- _Exercise requirements_
Among the entries below, find every line that contains the string "static", then copy it.

- _Entries provided_
-=-=-

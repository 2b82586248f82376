//! GraphQL document construction for the `site` lookup.

use std::fmt;
use std::sync::LazyLock;

use regex::Regex;
use serde::Serialize;

/// A GraphQL document, sent verbatim to the content API.
#[derive(Debug, Clone, PartialEq, Eq, Serialize)]
#[serde(transparent)]
pub struct GraphqlDocument(String);

impl GraphqlDocument {
    pub fn new(text: impl Into<String>) -> Self {
        Self(text.into())
    }

    pub fn as_str(&self) -> &str {
        &self.0
    }

    /// Document text with line breaks and indentation runs removed.
    pub fn normalized(&self) -> String {
        normalize(&self.0)
    }
}

impl fmt::Display for GraphqlDocument {
    fn fmt(&self, f: &mut fmt::Formatter<'_>) -> fmt::Result {
        f.write_str(&self.0)
    }
}

impl From<String> for GraphqlDocument {
    fn from(text: String) -> Self {
        Self(text)
    }
}

const DATA_CONTENT_FRAGMENT: &str = r#"
            data {
                node {
                    id
                }
                content {
                    __typename
                    ...on Story {
                        id,
                        title
                    }
                    ...on SiteNode {
                        id,
                        slug,
                        category {
                          id
                        }
                    }
                    ...on Topic {
                        id,
                        name
                    }
                    ...on Source{
                        id,
                        name
                    }
                    ...on Author{
                        id,
                        name
                    }
                    ...on CustomAction{
                        id,
                        action
                    }
                }
            }"#;

/// Default `data` selection: node id plus the polymorphic `content` union.
///
/// Callers compare the normalized text of this fragment; keep it stable.
pub fn default_data_content_fragment() -> &'static str {
    DATA_CONTENT_FRAGMENT
}

/// Build the `site` lookup for `url` and `variant_id`, selecting status code,
/// redirect location and `data_content`. Values are interpolated literally.
pub fn build_default_query(url: &str, variant_id: &str, data_content: &str) -> GraphqlDocument {
    GraphqlDocument(format!(
        r#"
            query {{
                site (url: "{url}", variantId: "{variant_id}") {{
                    statusCode,
                    headers {{
                        location
                    }}
                    {data_content}
                }}
            }}
        "#
    ))
}

static LINE_BREAKS_AND_RUNS: LazyLock<Regex> =
    LazyLock::new(|| Regex::new(r"\r\n|\n|\r|\s{2,}").expect("LINE_BREAKS_AND_RUNS regex pattern is valid"));

/// Strip line breaks and runs of two or more whitespace characters. Single
/// spaces between tokens survive.
pub fn normalize(text: &str) -> String {
    LINE_BREAKS_AND_RUNS.replace_all(text, "").trim().to_string()
}

#[cfg(test)]
mod tests {
    use super::*;

    const EXPECTED_FRAGMENT: &str = "
data {
    node {
        id
    }
    content {
        __typename
        ...on Story {
            id,
            title
        }
        ...on SiteNode {
            id,
            slug,
            category {
              id
            }
        }
        ...on Topic {
            id,
            name
        }
        ...on Source{
            id,
            name
        }
        ...on Author{
            id,
            name
        }
        ...on CustomAction{
            id,
            action
        }
    }
}";

    #[test]
    fn test_fragment_is_stable() {
        assert_eq!(
            normalize(default_data_content_fragment()),
            normalize(EXPECTED_FRAGMENT)
        );
    }

    #[test]
    fn test_build_default_query() {
        let doc = build_default_query(
            "https://demo-ring.com/galeries/id-esse-ex-2XX/3j25nh5",
            "ALL_FEATURES_BACKUP",
            default_data_content_fragment(),
        );
        let text = doc.normalized();

        assert!(text.starts_with("query {site (url: \"https://demo-ring.com/galeries/id-esse-ex-2XX/3j25nh5\", variantId: \"ALL_FEATURES_BACKUP\") {"));
        assert!(text.contains("statusCode,headers {location}"));
        assert!(text.contains(&normalize(default_data_content_fragment())));
    }

    #[test]
    fn test_normalize() {
        assert_eq!(normalize("  a {\n    b c\n}  "), "a {b c}");
        assert_eq!(normalize("a \n b\r\nc\td"), "abc\td");
        assert_eq!(normalize("id,\r\n\t\ttitle"), "id,title");
    }
}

-=-=-

- _Solution to the problem_
pub fn default_data_content_fragment() -> &'static str {
static LINE_BREAKS_AND_RUNS: LazyLock<Regex> =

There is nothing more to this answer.